We’re all familiar with the term BFF (best friends forever), and as cliché as it is, it’s true. A good friendship is something we expect to last forever. Unfortunately this is not always the case, and sometimes the end of a friendship can feel as bad as a breakup! The end of a significant friendship is not an easy hurdle to overcome, but it’s not impossible. Here are some ways to make the best out of a messy friendship breakup.
The first step is to: Reflect, Don’t Reject
When a friend no longer wishes to harbour a relationship with you, pay attention to the explanation that follows. As they articulate the problems that have formed between the two of you, it is crucial to reflect on your friend’s concerns, instead of immediately rejecting them.
It is not easy to hear about your shortcomings, but that does not mean you shouldn’t listen when they’re brought to your attention. If your friend says that you can be selfish, stubborn or rude, recognize that. Consider the past few weeks or months you have spent together, and whether this is true. By understanding your flaws, you can work on correcting them.
The next step is to: Check Yourself Before You Wreck Yourself
While your friend may write you an essay, complete with a thesis and citations on how you have wronged them, you ought to evaluate the merit of their arguments. Listening to what they say is important for growth, but remember that everyone says hurtful things when they’re angry. Do not absorb their words wholeheartedly without filtering out what is and isn’t true. If you don’t, you may end up changing who you really are for the worst.
For example, suppose a friend wishes to call it quits because you refuse to support their romantic relationship. If you dislike their significant other because they are manipulative, abusive, or a negative influence, these are valid reasons. Do not pretend to vouch for a toxic romance to avoid future arguments. Know your character and your values before you try to change everything about yourself when a friendship ends.
The last step is to: Give What You Get
Parting ways with a good chum is not a split-second decision, or one that comes after a single fight. You have to remember that a friendship is a two-way street. The same way that your friend may have felt like they needed more from you, you may have been missing something from them.
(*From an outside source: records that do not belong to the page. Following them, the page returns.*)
/// Configuration management for the Box feed core
use crate::error::{FeedError, FeedResult};
use serde::{Deserialize, Serialize};
use std::env;

/// Top-level feed configuration
#[derive(Debug, Clone, Serialize, Deserialize)]
pub struct FeedConfig {
    pub api: ApiConfig,
    pub paging: PagingConfig,
    pub scroll: ScrollConfig,
    pub auth: AuthConfig,
    pub logging: LoggingConfig,
}

/// HTTP API configuration
#[derive(Debug, Clone, Serialize, Deserialize)]
pub struct ApiConfig {
    pub base_url: String,
    pub timeout_secs: u64,
    pub user_agent: String,
}

/// Page sizes for forward pagination and the "fetch newest" refresh
#[derive(Debug, Clone, Serialize, Deserialize)]
pub struct PagingConfig {
    pub page_size: u32,
    pub refresh_limit: u32,
}

/// Trigger thresholds for the scroll-driven signals
#[derive(Debug, Clone, Serialize, Deserialize)]
pub struct ScrollConfig {
    /// Offsets at or below this count as "at the top of the list"
    pub refresh_top_threshold: f64,
    /// Distance before the end sentinel at which the next page is requested
    pub pagination_margin: f64,
}

/// Credential handed to the auth capability
#[derive(Debug, Clone, Serialize, Deserialize)]
pub struct AuthConfig {
    pub bearer_token: Option<String>,
}

/// Logging configuration
#[derive(Debug, Clone, Serialize, Deserialize)]
pub struct LoggingConfig {
    pub level: String,
    /// Emit JSON log lines instead of human-readable text
    pub json: bool,
}

impl Default for FeedConfig {
    fn default() -> Self {
        Self {
            api: ApiConfig {
                base_url: "http://localhost:8000".to_string(),
                timeout_secs: 10,
                user_agent: format!("box-feed/{}", env!("CARGO_PKG_VERSION")),
            },
            paging: PagingConfig {
                page_size: 5,
                refresh_limit: 20,
            },
            scroll: ScrollConfig {
                refresh_top_threshold: 5.0,
                pagination_margin: 100.0,
            },
            auth: AuthConfig { bearer_token: None },
            logging: LoggingConfig {
                level: "info".to_string(),
                json: false,
            },
        }
    }
}

impl FeedConfig {
    /// Load configuration from environment variables
    pub fn from_env() -> FeedResult<Self> {
        dotenv::dotenv().ok();

        let defaults = FeedConfig::default();

        let base_url = env::var("BOX_API_BASE_URL")
            .unwrap_or(defaults.api.base_url)
            .trim_end_matches('/')
            .to_string();
        let timeout_secs = env::var("BOX_HTTP_TIMEOUT_SECS")
            .ok()
            .and_then(|v| v.parse().ok())
            .unwrap_or(defaults.api.timeout_secs);
        let user_agent = env::var("BOX_HTTP_USER_AGENT").unwrap_or(defaults.api.user_agent);

        let page_size = env::var("BOX_FEED_PAGE_SIZE")
            .unwrap_or_else(|_| defaults.paging.page_size.to_string())
            .parse()
            .map_err(|_| FeedError::Configuration("Invalid page size".to_string()))?;
        let refresh_limit = env::var("BOX_FEED_REFRESH_LIMIT")
            .unwrap_or_else(|_| defaults.paging.refresh_limit.to_string())
            .parse()
            .map_err(|_| FeedError::Configuration("Invalid refresh limit".to_string()))?;

        let refresh_top_threshold = env::var("BOX_REFRESH_TOP_THRESHOLD")
            .ok()
            .and_then(|v| v.parse().ok())
            .unwrap_or(defaults.scroll.refresh_top_threshold);
        let pagination_margin = env::var("BOX_PAGINATION_MARGIN")
            .ok()
            .and_then(|v| v.parse().ok())
            .unwrap_or(defaults.scroll.pagination_margin);

        let bearer_token = env::var("BOX_AUTH_TOKEN")
            .ok()
            .map(|t| t.trim().to_string())
            .filter(|t| !t.is_empty());

        let level = env::var("RUST_LOG").unwrap_or(defaults.logging.level);
        let json = env::var("BOX_LOG_FORMAT")
            .map(|f| f.eq_ignore_ascii_case("json"))
            .unwrap_or(defaults.logging.json);

        let config = FeedConfig {
            api: ApiConfig {
                base_url,
                timeout_secs,
                user_agent,
            },
            paging: PagingConfig {
                page_size,
                refresh_limit,
            },
            scroll: ScrollConfig {
                refresh_top_threshold,
                pagination_margin,
            },
            auth: AuthConfig { bearer_token },
            logging: LoggingConfig { level, json },
        };

        config.validate()?;
        Ok(config)
    }

    /// Validate configuration
    pub fn validate(&self) -> FeedResult<()> {
        if !(self.api.base_url.starts_with("http://") || self.api.base_url.starts_with("https://")) {
            return Err(FeedError::Configuration(format!(
                "API base URL must be http(s): {}",
                self.api.base_url
            )));
        }

        if self.paging.page_size == 0 {
            return Err(FeedError::Configuration(
                "Page size must be greater than zero".to_string(),
            ));
        }

        // The refresh batch must be able to overlap the head of the list.
        if self.paging.refresh_limit < self.paging.page_size {
            return Err(FeedError::Configuration(
                "Refresh limit must be at least the page size".to_string(),
            ));
        }

        if self.scroll.refresh_top_threshold < 0.0 || self.scroll.pagination_margin < 0.0 {
            return Err(FeedError::Configuration(
                "Scroll thresholds cannot be negative".to_string(),
            ));
        }

        Ok(())
    }
}
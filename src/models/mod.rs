/// Feed data model
///
/// Posts, comments, media attachments, page results and vote state.
/// Everything here is plain data; wire decoding lives in the gateway.

pub mod page;
pub mod post;
pub mod vote;

pub use page::{FeedScope, PageCursor, PageResult};
pub use post::{Author, Comment, CommentId, MediaAttachment, MediaKind, Post, PostId};
pub use vote::{VoteAction, VoteDirection, VoteIntent, VoteReceipt, VoteState};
Do not write yourself off as a failure when a friendship gets to the end of the line. For the sake of keeping the peace, or preserving an old friendship, we often excuse undesirable actions and ignore warning signs. Consider the friendship, what could you have compromised to avoid conflict? Your friends are not perfect. If you determine that a friendship was unfulfilling for both of you, discuss the areas where they also need to improve.
Getting dumped by a friend opens your eyes to the way the people around you are changing. It can force you to step outside yourself and realize where you can improve. It can be liberating. While losing a comrade may hurt at first, you gain a wider perspective, and with it, the opportunity to be a better friend to those who choose to stay by your side.